» Stored items:
* * *

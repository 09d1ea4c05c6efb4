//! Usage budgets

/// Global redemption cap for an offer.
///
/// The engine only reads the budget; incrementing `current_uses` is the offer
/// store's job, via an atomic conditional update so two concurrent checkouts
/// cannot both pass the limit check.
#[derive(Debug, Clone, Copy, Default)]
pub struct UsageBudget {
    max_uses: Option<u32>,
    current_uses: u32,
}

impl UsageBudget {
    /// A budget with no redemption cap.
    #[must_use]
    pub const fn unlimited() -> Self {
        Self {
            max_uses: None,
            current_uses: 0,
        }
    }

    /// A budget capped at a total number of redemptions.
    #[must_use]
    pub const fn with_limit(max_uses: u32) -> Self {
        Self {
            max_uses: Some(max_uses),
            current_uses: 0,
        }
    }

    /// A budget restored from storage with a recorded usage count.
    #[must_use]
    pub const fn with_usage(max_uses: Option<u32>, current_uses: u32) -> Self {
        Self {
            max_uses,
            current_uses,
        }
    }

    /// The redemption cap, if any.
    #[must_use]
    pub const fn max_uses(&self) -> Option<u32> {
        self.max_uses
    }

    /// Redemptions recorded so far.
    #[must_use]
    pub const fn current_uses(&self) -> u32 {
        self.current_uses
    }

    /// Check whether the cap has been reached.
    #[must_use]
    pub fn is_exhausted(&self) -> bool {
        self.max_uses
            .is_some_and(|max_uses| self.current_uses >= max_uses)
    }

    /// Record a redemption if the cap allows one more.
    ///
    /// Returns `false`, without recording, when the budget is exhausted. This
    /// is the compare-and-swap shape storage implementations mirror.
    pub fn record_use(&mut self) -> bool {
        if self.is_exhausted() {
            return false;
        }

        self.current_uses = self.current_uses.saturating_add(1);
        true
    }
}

* * *

» Task goal: From the data above, work out how many lines contain the string "false" and reply with only the number.

» The completed task: 2